Website accessibility for SEO

I think its time to bring up website accessibility and SEO again. One of the things that I constantly rant about is that pages load too slowly and are too big, causing rankings to move down. There are several factors that I have been looking at lately that seem to add additional credibility to this logic. The main thing I keep looking at is latency.

One of which is locations of Google crawlers coming into my global sites. A simple analysis that I have done over several sites that I manage concludes that if you have a TLD or an IP address from a country Google will cross the pond from the local country to crawl the foreign sites.

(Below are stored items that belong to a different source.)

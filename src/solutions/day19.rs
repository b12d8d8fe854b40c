use aho_corasick::AhoCorasick;
use anyhow::{Context, Result};

use crate::Answer;

pub fn day19(input: &str) -> Result<(Answer, Answer)> {
    let (patterns, designs) = input
        .split_once("\n\n")
        .context("expected patterns and designs separated by a blank line")?;
    let patterns: Vec<&str> = patterns.trim().split(", ").collect();
    let ac = AhoCorasick::new(&patterns)?;

    let mut possible = 0usize;
    let mut total_ways = 0i64;
    for design in designs.lines().filter(|line| !line.is_empty()) {
        let ways = arrangements(&ac, design);
        possible += (ways > 0) as usize;
        total_ways += ways;
    }
    Ok((possible.into(), total_ways.into()))
}

/// Suffix DP: `ways[i]` counts the arrangements of `design[i..]`, summing
/// over every pattern that matches at position `i`. One unanchored
/// overlapping scan collects all matches, bucketed by start position.
fn arrangements(ac: &AhoCorasick, design: &str) -> i64 {
    let mut ends_at: Vec<Vec<usize>> = vec![Vec::new(); design.len()];
    for m in ac.find_overlapping_iter(design) {
        ends_at[m.start()].push(m.end());
    }

    let mut ways = vec![0i64; design.len() + 1];
    ways[design.len()] = 1;
    for i in (0..design.len()).rev() {
        let total: i64 = ends_at[i].iter().map(|&end| ways[end]).sum();
        ways[i] = total;
    }
    ways[0]
}

#[cfg(test)]
mod tests {
    use indoc::indoc;

    use super::*;

    const EXAMPLE: &str = indoc! {"
        r, wr, b, g, bwu, rb, gb, br

        brwrr
        bggr
        gbbr
        rrbgbr
        ubwu
        bwurrg
        brgr
        bbrgwb
    "};

    #[test]
    fn test_day19() -> Result<()> {
        let (part1, part2) = day19(EXAMPLE)?;
        assert_eq!(part1, 6);
        assert_eq!(part2, 16);
        Ok(())
    }

    #[test]
    fn test_day19_arrangement_counts() -> Result<()> {
        let patterns = ["r", "wr", "b", "g", "bwu", "rb", "gb", "br"];
        let ac = AhoCorasick::new(patterns.as_slice())?;
        assert_eq!(arrangements(&ac, "brwrr"), 2);
        assert_eq!(arrangements(&ac, "rrbgbr"), 6);
        assert_eq!(arrangements(&ac, "ubwu"), 0);
        assert_eq!(arrangements(&ac, ""), 1);
        Ok(())
    }

    #[test]
    fn test_day19_interior_matches_do_not_count() -> Result<()> {
        // "wr" matches inside "awrb" but nothing composes the whole design
        let ac = AhoCorasick::new(["wr", "b"].as_slice())?;
        assert_eq!(arrangements(&ac, "awrb"), 0);
        assert_eq!(arrangements(&ac, "wrb"), 1);
        Ok(())
    }
}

To add further credit to this I have examined other sites in the same industry who actually host their sites within country. These sites out rank 10 to 1 any sites that are hosted back in the US. Now I know what you are thinking, what does this have anything to do with accessibility? EVERYTHING! Imagine a dialup user trying to pull down your fat slow pages over the pond, what a terrible experience! It’s imperative that these basic things come into play with your strategy.

Here is a small list of things that I look at that seem to make a huge difference.

1). Page Load Speed, if it’s over 500MS on average its way too SLOW! Look at your Google Webmaster Tools under the Crawl Rate to see what Google see’s.

2). Page size, how big is your page? Does it really need to be that big? Do you really need 100 images on it? Are they properly tagged? Do you really need all that graphical crap?

3). Text vs Graphics, how much text is a part of your page? No not the same boilerplate that appears on every page. The unique core part of your document.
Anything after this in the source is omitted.